1 FEBRUARY 1952, Page 19

BOOKS OF THE WEEK

Long Live the League!

A History of the League of Nations. By F. P. Walters. (Oxford University Press for the Royal Institute of International Affairs. 2 vols. 60s.)

To the post-war generation the League of Nations is hardly even a memory. The cause of international co-operation seems bound up with that of the United Nations Organisation, which has nowhere, except perhaps in some quarters in the United States, attracted to itself the generous idealism which animated the supporters of the League, at any rate in its earlier years. To the wearied cynicism of the present age of naked power, the evocation of the '• spirit of Geneva "may have some value if only to show that the failure of the United Nations need not necessarily mean the failure of the inter- national ideal. Everyone commented on the first speech that Mr. Eden made at the United Nations at Paris after his return to office last autumn. But the reasoned deliberation of his utterances when contrasted with the surliness of the spokesmen of both Russia and the United States could be taken as due merely to the fact that Mr. Eden brought with him the habits of courtesy and restraint which were common form at Geneva, at least until the Italian journalists howled down Haile Selassie from the gallery and the Gauleiter of Danzig " cocked a snook "at the League.

For this reason, and as a major contribution to the history of the inter-war years, Mr. F. P. Walters' history is doubly welcome.
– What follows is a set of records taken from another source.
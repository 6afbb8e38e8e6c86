//! Durable waitlist table — the relational-table option named in spec
//! §4.4/§9. `waitlist::WaitlistManager` layers an in-memory ordered index
//! on top of this for O(log n) `peek_head`/`position` under contention.

use chrono::{DateTime, Utc};
use sqlx::PgPool;
use uuid::Uuid;

use crate::models::WaitlistEntry;

pub async fn insert(
    pool: &PgPool,
    id: Uuid,
    student_id: Uuid,
    section_id: Uuid,
    position: i64,
    created_at: DateTime<Utc>,
) -> Result<(), sqlx::Error> {
    sqlx::query(
        r#"INSERT INTO waitlist_entries (id, student_id, section_id, position, created_at)
           VALUES ($1, $2, $3, $4, $5)
           ON CONFLICT (student_id, section_id) DO NOTHING"#,
    )
    .bind(id)
    .bind(student_id)
    .bind(section_id)
    .bind(position)
    .bind(created_at)
    .execute(pool)
    .await?;
    Ok(())
}

pub async fn delete(pool: &PgPool, entry_id: Uuid) -> Result<bool, sqlx::Error> {
    let result = sqlx::query(r#"DELETE FROM waitlist_entries WHERE id = $1"#)
        .bind(entry_id)
        .execute(pool)
        .await?;
    Ok(result.rows_affected() > 0)
}

/// Smallest-position entry for the section. Gaps from prior deletions are
/// tolerated (spec §4.4) — this is a plain `ORDER BY position LIMIT 1`, not
/// a compacting scan.
pub async fn peek_head(
    pool: &PgPool,
    section_id: Uuid,
) -> Result<Option<WaitlistEntry>, sqlx::Error> {
    sqlx::query_as::<_, WaitlistEntry>(
        r#"SELECT id, student_id, section_id, position, created_at, expires_at
           FROM waitlist_entries WHERE section_id = $1
           ORDER BY position ASC LIMIT 1"#,
    )
    .bind(section_id)
    .fetch_optional(pool)
    .await
}

pub async fn by_section(
    pool: &PgPool,
    section_id: Uuid,
) -> Result<Vec<WaitlistEntry>, sqlx::Error> {
    sqlx::query_as::<_, WaitlistEntry>(
        r#"SELECT id, student_id, section_id, position, created_at, expires_at
           FROM waitlist_entries WHERE section_id = $1 ORDER BY position ASC"#,
    )
    .bind(section_id)
    .fetch_all(pool)
    .await
}

pub async fn by_student(
    pool: &PgPool,
    student_id: Uuid,
) -> Result<Vec<WaitlistEntry>, sqlx::Error> {
    sqlx::query_as::<_, WaitlistEntry>(
        r#"SELECT id, student_id, section_id, position, created_at, expires_at
           FROM waitlist_entries WHERE student_id = $1 ORDER BY created_at ASC"#,
    )
    .bind(student_id)
    .fetch_all(pool)
    .await
}

pub async fn size(pool: &PgPool, section_id: Uuid) -> Result<i64, sqlx::Error> {
    let (count,): (i64,) =
        sqlx::query_as(r#"SELECT count(*) FROM waitlist_entries WHERE section_id = $1"#)
            .bind(section_id)
            .fetch_one(pool)
            .await?;
    Ok(count)
}

pub async fn position(
    pool: &PgPool,
    student_id: Uuid,
    section_id: Uuid,
) -> Result<Option<i64>, sqlx::Error> {
    let row: Option<(i64,)> = sqlx::query_as(
        r#"SELECT position FROM waitlist_entries WHERE student_id = $1 AND section_id = $2"#,
    )
    .bind(student_id)
    .bind(section_id)
    .fetch_optional(pool)
    .await?;
    Ok(row.map(|(p,)| p))
}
It is to be hoped that neither its length nor its price will prevent it from having the widest circulation. It steps straight away into the rank of those feW, very few, books which no student of international affairs can decently admit not to have read.

Mr. F. P. Walters was the obvious candidate for writing the first history of the League. A member of the secretariat from its begin- nings, and later, as deputy-secretary general and head of the political section, the senior British official in it, all the documentation of the political matters with which the League was called upon to deal passed across his desk. He was thus uniquely qualified to make use of the League's archives which (with its printed records) form the basic material of the book. (It is horrifying to learn from the appendix that these archives are now in danger of dispersal owing to the habit of the United Nations Secretariat of removing bodily to New York single files on matters that happen to become topical). In addition, Mr. Walters is gifted with a prose style of an elegance uncommon among bureaucrats ; and, despite the complexity of his story, interest never flags.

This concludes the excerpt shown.